» **EXERCISE AIM**: Say how many lines of the listing below include the string "Option" and add nothing else.

» **MATERIALS PROVIDED**:
^^^^^^^^^^^^^^^^

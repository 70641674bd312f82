//! Member server boundary.
//!
//! The orchestrator hands a [`MemberConfig`] to a [`MemberServerFactory`] and
//! gets back a running [`MemberServer`]: something that owns the member's data
//! directory, talks to peers over the shared transport and exposes a peer and a
//! client router for the listeners opened on its behalf.

use std::path::PathBuf;
use std::sync::Arc;
use std::time::Duration;

use async_trait::async_trait;
use axum::Router;
use thiserror::Error;
use tokio::sync::watch;

use crate::cluster::discovery::DiscoveryError;
use crate::cluster::urls::{NodeUrl, PeerUrlMap, UrlError};

pub mod local;

pub use local::{LocalMember, LocalMemberFactory};

/// Everything a member server needs to start.
#[derive(Debug, Clone)]
pub struct MemberConfig {
    pub name: String,
    pub client_urls: Vec<NodeUrl>,
    pub peer_urls: Vec<NodeUrl>,
    pub data_dir: PathBuf,
    pub snap_count: u64,
    pub max_snap_files: u32,
    pub max_wal_files: u32,
    pub initial_peers: PeerUrlMap,
    pub token: String,
    pub discovery_url: Option<String>,
    pub discovery_proxy: Option<String>,
    pub new_cluster: bool,
    pub force_new_cluster: bool,
    /// Shared outbound client for peer traffic.
    pub transport: reqwest::Client,
    pub tick: Duration,
    pub election_ticks: u64,
}

impl MemberConfig {
    /// Directory holding the member's own state.
    pub fn member_dir(&self) -> PathBuf {
        self.data_dir.join(crate::cluster::mode::MEMBER_MARKER)
    }
}

#[derive(Debug, Error)]
pub enum MemberError {
    #[error(transparent)]
    Discovery(#[from] DiscoveryError),

    #[error("cannot parse cluster returned by discovery: {0}")]
    Cluster(#[source] UrlError),

    #[error("member {name} not found in initial cluster {cluster}")]
    NotInCluster { name: String, cluster: String },

    #[error("cannot access member directory {path:?}: {source}")]
    DataDir {
        path: PathBuf,
        #[source]
        source: std::io::Error,
    },
}

/// A running member.
pub trait MemberServer: Send + Sync {
    fn start(&self);

    /// Stop serving. Called from the interrupt handler pass.
    fn stop(&self);

    /// Flips to `true` once the member has stopped.
    fn stop_notify(&self) -> watch::Receiver<bool>;

    fn peer_router(&self) -> Router;

    fn client_router(&self) -> Router;
}

/// Builds member servers.
#[async_trait]
pub trait MemberServerFactory: Send + Sync {
    async fn create(&self, config: MemberConfig) -> Result<Arc<dyn MemberServer>, MemberError>;
}
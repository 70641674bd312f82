//! Request identification.
//!
//! # Responsibilities
//! - Generate a request ID (UUID v4) when the caller did not send one
//! - Echo it back on the response
//!
//! # Design Decisions
//! - Request ID added as early as possible for tracing

use axum::http::{HeaderName, Request};
use tower_http::request_id::{
    MakeRequestUuid, PropagateRequestIdLayer, RequestId, SetRequestIdLayer,
};

/// Header carrying the request ID.
pub const X_REQUEST_ID: &str = "x-request-id";

pub fn request_id_header() -> HeaderName {
    HeaderName::from_static(X_REQUEST_ID)
}

/// Layer assigning request IDs.
pub fn set_request_id_layer() -> SetRequestIdLayer<MakeRequestUuid> {
    SetRequestIdLayer::new(request_id_header(), MakeRequestUuid)
}

/// Layer copying the request ID onto the response.
pub fn propagate_request_id_layer() -> PropagateRequestIdLayer {
    PropagateRequestIdLayer::new(request_id_header())
}

/// Access the request ID of a request.
pub trait RequestIdExt {
    fn request_id(&self) -> Option<&str>;
}

impl<B> RequestIdExt for Request<B> {
    fn request_id(&self) -> Option<&str> {
        self.extensions()
            .get::<RequestId>()
            .and_then(|id| id.header_value().to_str().ok())
            .or_else(|| self.headers().get(X_REQUEST_ID).and_then(|v| v.to_str().ok()))
    }
}
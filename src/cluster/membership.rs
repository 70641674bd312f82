//! Initial membership resolution.
//!
//! Picks the initial peer map and bootstrap token from exactly one source,
//! first match wins:
//!
//! 1. discovery URL: single-entry map for this node, token is the URL itself
//! 2. DNS SRV domain: cluster assembled from SRV records
//! 3. static initial-cluster string

use thiserror::Error;

use crate::cluster::discovery::{Discovery, DiscoveryError};
use crate::cluster::urls::{PeerUrlMap, UrlError};
use crate::config::NodeConfig;

#[derive(Debug, Error)]
pub enum MembershipError {
    #[error("invalid advertise peer URLs: {0}")]
    AdvertiseUrls(#[source] UrlError),

    #[error("cannot parse initial cluster: {0}")]
    Parse(#[source] UrlError),

    #[error(transparent)]
    Discovery(#[from] DiscoveryError),
}

/// Which source produced the initial membership.
#[derive(Debug, Clone, Copy, PartialEq, Eq)]
pub enum MembershipSource {
    Discovery,
    DnsSrv,
    Static,
}

/// Resolved initial membership.
#[derive(Debug, Clone)]
pub struct InitialMembership {
    pub peers: PeerUrlMap,
    pub token: String,
    pub source: MembershipSource,
}

/// Resolve the initial peer map and bootstrap token.
pub async fn resolve(
    config: &NodeConfig,
    discovery: &dyn Discovery,
) -> Result<InitialMembership, MembershipError> {
    if let Some(durl) = &config.cluster.discovery {
        let advertised = config
            .advertise_peer_urls()
            .map_err(MembershipError::AdvertiseUrls)?;
        return Ok(InitialMembership {
            peers: PeerUrlMap::single(config.name.clone(), advertised),
            token: durl.clone(),
            source: MembershipSource::Discovery,
        });
    }

    if let Some(domain) = &config.cluster.discovery_srv {
        let advertised = config
            .advertise_peer_urls()
            .map_err(MembershipError::AdvertiseUrls)?;
        let (cluster, token) = discovery
            .srv_cluster(&config.name, domain, &config.cluster.token, &advertised)
            .await?;
        let peers = PeerUrlMap::parse(&cluster).map_err(MembershipError::Parse)?;
        tracing::info!(domain = %domain, cluster = %peers, "Resolved initial cluster from DNS");
        return Ok(InitialMembership {
            peers,
            token,
            source: MembershipSource::DnsSrv,
        });
    }

    let peers = PeerUrlMap::parse(&config.initial_cluster()).map_err(MembershipError::Parse)?;
    Ok(InitialMembership {
        peers,
        token: config.cluster.token.clone(),
        source: MembershipSource::Static,
    })
}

^^^^^^^^^^^^^^^^

» **RESULT**: 4